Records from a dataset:
*** Block opens ***
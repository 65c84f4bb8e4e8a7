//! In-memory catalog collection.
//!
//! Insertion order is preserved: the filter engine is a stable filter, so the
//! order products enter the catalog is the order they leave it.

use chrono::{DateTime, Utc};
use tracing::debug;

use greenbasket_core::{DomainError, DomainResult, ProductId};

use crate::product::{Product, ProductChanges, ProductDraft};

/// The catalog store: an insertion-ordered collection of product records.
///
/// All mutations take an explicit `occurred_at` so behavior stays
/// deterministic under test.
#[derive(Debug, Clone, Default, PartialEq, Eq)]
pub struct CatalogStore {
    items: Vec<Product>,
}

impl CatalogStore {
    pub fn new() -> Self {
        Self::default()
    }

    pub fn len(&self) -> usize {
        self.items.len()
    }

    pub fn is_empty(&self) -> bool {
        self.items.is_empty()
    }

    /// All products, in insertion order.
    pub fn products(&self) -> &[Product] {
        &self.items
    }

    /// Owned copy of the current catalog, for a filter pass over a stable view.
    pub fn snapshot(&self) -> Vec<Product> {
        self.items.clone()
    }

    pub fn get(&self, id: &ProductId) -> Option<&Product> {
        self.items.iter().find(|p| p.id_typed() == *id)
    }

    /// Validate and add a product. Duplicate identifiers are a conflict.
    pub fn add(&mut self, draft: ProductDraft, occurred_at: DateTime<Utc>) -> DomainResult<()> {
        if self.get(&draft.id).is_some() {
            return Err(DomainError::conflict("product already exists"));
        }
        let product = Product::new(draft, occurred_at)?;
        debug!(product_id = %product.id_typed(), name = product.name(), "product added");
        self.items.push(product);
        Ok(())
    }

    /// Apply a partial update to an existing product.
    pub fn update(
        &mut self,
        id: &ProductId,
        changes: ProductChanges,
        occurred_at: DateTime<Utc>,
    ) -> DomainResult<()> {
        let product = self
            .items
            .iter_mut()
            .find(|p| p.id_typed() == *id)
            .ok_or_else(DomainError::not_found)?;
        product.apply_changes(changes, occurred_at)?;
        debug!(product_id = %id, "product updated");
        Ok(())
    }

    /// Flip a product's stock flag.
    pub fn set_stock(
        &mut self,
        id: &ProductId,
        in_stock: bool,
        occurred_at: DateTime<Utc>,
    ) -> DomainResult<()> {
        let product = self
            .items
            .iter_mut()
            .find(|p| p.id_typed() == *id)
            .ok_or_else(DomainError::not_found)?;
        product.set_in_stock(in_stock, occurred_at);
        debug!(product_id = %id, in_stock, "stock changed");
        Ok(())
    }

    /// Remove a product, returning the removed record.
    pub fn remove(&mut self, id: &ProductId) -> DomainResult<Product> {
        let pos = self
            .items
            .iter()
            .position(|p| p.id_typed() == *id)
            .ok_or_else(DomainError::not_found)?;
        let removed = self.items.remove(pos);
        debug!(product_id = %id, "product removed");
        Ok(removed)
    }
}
*** Block closes ***
*** Block opens ***
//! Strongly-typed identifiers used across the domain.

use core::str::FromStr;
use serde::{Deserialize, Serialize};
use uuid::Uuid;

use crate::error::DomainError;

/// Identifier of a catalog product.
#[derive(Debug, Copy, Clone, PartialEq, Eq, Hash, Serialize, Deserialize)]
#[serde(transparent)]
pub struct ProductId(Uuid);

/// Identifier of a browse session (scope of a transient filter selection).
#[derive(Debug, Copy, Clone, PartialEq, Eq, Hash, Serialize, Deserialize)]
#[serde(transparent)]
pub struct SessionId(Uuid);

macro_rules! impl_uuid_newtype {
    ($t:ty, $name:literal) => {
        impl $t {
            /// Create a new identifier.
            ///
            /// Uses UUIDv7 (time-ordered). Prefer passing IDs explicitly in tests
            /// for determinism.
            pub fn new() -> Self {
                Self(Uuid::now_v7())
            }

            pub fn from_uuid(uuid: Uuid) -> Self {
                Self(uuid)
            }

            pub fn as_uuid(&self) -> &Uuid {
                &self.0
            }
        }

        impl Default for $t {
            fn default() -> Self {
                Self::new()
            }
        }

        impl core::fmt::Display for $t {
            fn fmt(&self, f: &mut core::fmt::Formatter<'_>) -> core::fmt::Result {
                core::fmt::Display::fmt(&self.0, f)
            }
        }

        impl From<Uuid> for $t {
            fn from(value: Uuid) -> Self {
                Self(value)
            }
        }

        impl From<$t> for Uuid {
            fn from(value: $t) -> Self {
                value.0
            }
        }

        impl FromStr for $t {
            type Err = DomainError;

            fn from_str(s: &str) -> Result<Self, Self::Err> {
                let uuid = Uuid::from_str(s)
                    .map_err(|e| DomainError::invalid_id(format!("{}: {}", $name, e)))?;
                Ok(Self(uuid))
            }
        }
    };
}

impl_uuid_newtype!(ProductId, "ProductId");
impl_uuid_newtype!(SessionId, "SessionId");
*** Block closes ***
WHAT YOU HAVE TO DO: How many lines in these records hold the string "ProductChanges"? Reply with the number alone.

COMPLETED EXERCISE: 2